What's new: Andrei Paleyes, Christian Cabrera, and Neil D. Lawrence at University of Cambridge compared the work required to build a business-oriented machine learning program using a service oriented architecture (SOA) and flow-based programming (FBP).
Key insight: SOA divides a program into services — bundles of functions and memory for, say, navigation, payment processing, and collecting customer ratings in a ride-sharing app — connected to a central hub that passes messages among them. In this arrangement, machine learning applications that draw on large databases generate a high volume of messages, which can require a lot of computation and time spent debugging. FBP, by contrast, conceives a program as a network of functions, or nodes, that exchange data directly with one another. This approach cuts the amount of communication required and makes it easier to track data paths, making it easier to build efficient machine learning programs.

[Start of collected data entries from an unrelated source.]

// src/scheduler.rs
use std::sync::Arc;

use chrono::{DateTime, Duration as ChronoDuration, Local, NaiveTime};
use tokio::task::JoinHandle;

use crate::ai::ChatModel;
use crate::config::Settings;
use crate::digest;
use crate::ingest::types::FeedFetcher;
use crate::notify::Dispatcher;

/// The digest goes out once a day at this local hour.
pub const DIGEST_HOUR: u32 = 6;

/// Time left until the next `hour:00:00` local, strictly in the future.
pub fn until_next_run(now: DateTime<Local>, hour: u32) -> std::time::Duration {
    let at = NaiveTime::from_hms_opt(hour, 0, 0).unwrap_or(NaiveTime::MIN);
    let mut next = now.date_naive().and_time(at);
    if next <= now.naive_local() {
        next += ChronoDuration::days(1);
    }
    match next.and_local_timezone(Local) {
        chrono::LocalResult::Single(dt) | chrono::LocalResult::Ambiguous(dt, _) => {
            (dt - now).to_std().unwrap_or_default()
        }
        // The target fell into a DST gap; a flat day keeps the cadence.
        chrono::LocalResult::None => std::time::Duration::from_secs(24 * 3600),
    }
}

/// Spawn the daily scheduler. Each tick runs the full pipeline behind its
/// error boundary; the task never exits.
pub fn spawn_daily_digest(
    settings: Arc<Settings>,
    fetcher: Arc<dyn FeedFetcher>,
    model: Arc<dyn ChatModel>,
    dispatcher: Arc<dyn Dispatcher>,
) -> JoinHandle<()> {
    tokio::spawn(async move {
        loop {
            let wait = until_next_run(Local::now(), DIGEST_HOUR);
            tracing::info!(seconds = wait.as_secs(), "next digest run scheduled");
            tokio::time::sleep(wait).await;
            digest::run_scheduled(
                &settings,
                fetcher.as_ref(),
                model.as_ref(),
                dispatcher.as_ref(),
            )
            .await;
        }
    })
}
// src/ingest/mod.rs
pub mod rss;
pub mod types;

use chrono::{Duration, NaiveDate, Utc};

use crate::ingest::types::{Article, FeedFetcher};

/// An article together with the feed it came from; the recap token needs
/// both halves.
#[derive(Debug, Clone, PartialEq, Eq)]
pub struct SourcedArticle {
    pub feed: String,
    pub article: Article,
}

/// The digest covers "yesterday" in UTC.
pub fn yesterday_utc() -> NaiveDate {
    (Utc::now() - Duration::days(1)).date_naive()
}

/// Keep entries published on `day`. Full calendar-date match in UTC; an
/// entry without a parseable date is dropped here, never an error.
pub fn filter_published_on(entries: Vec<Article>, day: NaiveDate) -> Vec<Article> {
    entries
        .into_iter()
        .filter(|a| {
            a.published_at
                .map(|dt| dt.with_timezone(&Utc).date_naive() == day)
                .unwrap_or(false)
        })
        .collect()
}

/// Fetch every configured feed sequentially and keep the entries published
/// on `day`. A feed that fails to fetch or parse degrades to zero entries;
/// the remaining feeds are still processed.
pub async fn collect_published_on(
    fetcher: &dyn FeedFetcher,
    feeds: &[String],
    day: NaiveDate,
) -> Vec<SourcedArticle> {
    let mut batch = Vec::new();
    for url in feeds {
        tracing::info!(feed = %url, "processing feed");
        match fetcher.fetch(url).await {
            Ok(entries) => {
                let total = entries.len();
                let kept = filter_published_on(entries, day);
                tracing::debug!(feed = %url, total, kept = kept.len(), "feed filtered");
                batch.extend(kept.into_iter().map(|article| SourcedArticle {
                    feed: url.clone(),
                    article,
                }));
            }
            Err(e) => {
                tracing::warn!(error = ?e, feed = %url, "feed error, skipping");
            }
        }
    }
    batch
}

How it works: Over three phases of development, the authors used SOA and FBT to implement taxi-booking applications that took advantage of machine learning. Then they measured the impact of each programming approach on code size, ease of revision, and code complexity.
- In Phase 1, the authors built separate modules that assigned drivers to incoming ride requests, kept track of rides, updated information such as passenger pickup and drop-off times, and measured passenger wait times. SOA called for rider and driver services, while FBP required nodes to handle the interactions among each data stream, such as allocating a ride or calculating the wait time.

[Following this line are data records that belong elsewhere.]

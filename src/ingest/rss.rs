// src/ingest/rss.rs
use anyhow::{Context, Result};
use async_trait::async_trait;
use chrono::{DateTime, FixedOffset};
use quick_xml::de::from_str;
use serde::Deserialize;
use std::time::Duration;

use crate::ingest::types::{Article, FeedFetcher};

#[derive(Debug, Deserialize)]
struct Rss {
    channel: Channel,
}
#[derive(Debug, Deserialize)]
struct Channel {
    #[serde(rename = "item", default)]
    item: Vec<Item>,
}
#[derive(Debug, Deserialize)]
struct Item {
    title: Option<String>,
    link: Option<String>,
    #[serde(rename = "pubDate")]
    pub_date: Option<String>,
    description: Option<String>,
    // quick-xml's serde deserializer matches on the element's *local* name,
    // so the `content:` namespace prefix must be dropped here to bind the
    // `<content:encoded>` element.
    #[serde(rename = "encoded")]
    content: Option<String>,
}

/// Feeds disagree on date formats; RFC 2822 is the RSS 2.0 norm ("GMT"
/// included), RFC 3339 shows up in practice. Anything else counts as no
/// date.
fn parse_pub_date(ts: &str) -> Option<DateTime<FixedOffset>> {
    DateTime::parse_from_rfc2822(ts)
        .or_else(|_| DateTime::parse_from_rfc3339(ts))
        .ok()
}

/// HTTP-backed fetcher parsing RSS 2.0 documents.
pub struct RssFetcher {
    client: reqwest::Client,
}

impl RssFetcher {
    pub fn new() -> Self {
        let client = reqwest::Client::builder()
            .user_agent("rss-digest-mailer/0.1")
            .connect_timeout(Duration::from_secs(10))
            .timeout(Duration::from_secs(30))
            .build()
            .expect("reqwest client");
        Self { client }
    }

    /// Parse a feed document into articles. Entries keep their raw
    /// description/content; only the publish date is interpreted here.
    pub fn parse_feed_str(s: &str) -> Result<Vec<Article>> {
        let xml_clean = scrub_html_entities_for_xml(s);
        let rss: Rss = from_str(&xml_clean).context("parsing rss xml")?;

        let mut out = Vec::with_capacity(rss.channel.item.len());
        for it in rss.channel.item {
            let summary = it.description.unwrap_or_default();
            let content = it.content.unwrap_or_else(|| summary.clone());
            out.push(Article {
                title: it.title.unwrap_or_default(),
                link: it.link.unwrap_or_default(),
                summary,
                published: it.pub_date.clone().unwrap_or_default(),
                published_at: it.pub_date.as_deref().and_then(parse_pub_date),
                content,
            });
        }
        Ok(out)
    }
}

impl Default for RssFetcher {
    fn default() -> Self {
        Self::new()
    }
}

#[async_trait]
impl FeedFetcher for RssFetcher {
    async fn fetch(&self, url: &str) -> Result<Vec<Article>> {
        let body = self
            .client
            .get(url)
            .send()
            .await
            .context("feed http get()")?
            .text()
            .await
            .context("feed http .text()")?;
        Self::parse_feed_str(&body)
    }
}

fn scrub_html_entities_for_xml(s: &str) -> String {
    s.replace("&nbsp;", " ")
        .replace("&ndash;", "-")
        .replace("&mdash;", "-")
        .replace("&ldquo;", "\"")
        .replace("&rdquo;", "\"")
        .replace("&lsquo;", "'")
        .replace("&rsquo;", "'")
}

- In Phase 2, they added the ability to collect simulated ride requests, driver locations, and rider wait times. Using SOA, they built a new service and modified each previous service to collect the data. Using FBP, they added a node to capture these inputs and outputs.
- In Phase 3, they added a machine learning model trained to estimate passenger wait times using the data collected in Phase 2. The changes required in both approaches were similar. Using FBP, they added a node; using SOA, they added a service.
Results: Both approaches showed distinct benefits. FBP produced a better cognitive complexity score (a measurement of how difficult a code is to understand, where higher is more difficult) in all phases of development. For instance, in Phase 3, FPB scored 1.4 while SOA scored 2.0. On the other hand, the SOA code was easier to revise and less complex in all phases of development. (The authors point out that SOA may have scored higher because it’s more widely used and many libraries exist to reduce code size and complexity. With similar libraries, FBT might catch up.)
Why it matters: FBP provided a better developer experience during data collection, according to the authors’ subjective evaluation. This would allow developers to spend more time optimizing data capture and quality. In addition, reducing the expertise required for data collection could enable machine learning engineers to play a bigger role in that process and improve a model’s performance from the data up.
We’re thinking: Given the ambiguous results, going with the flow might mean sticking with the more familiar SOA approach.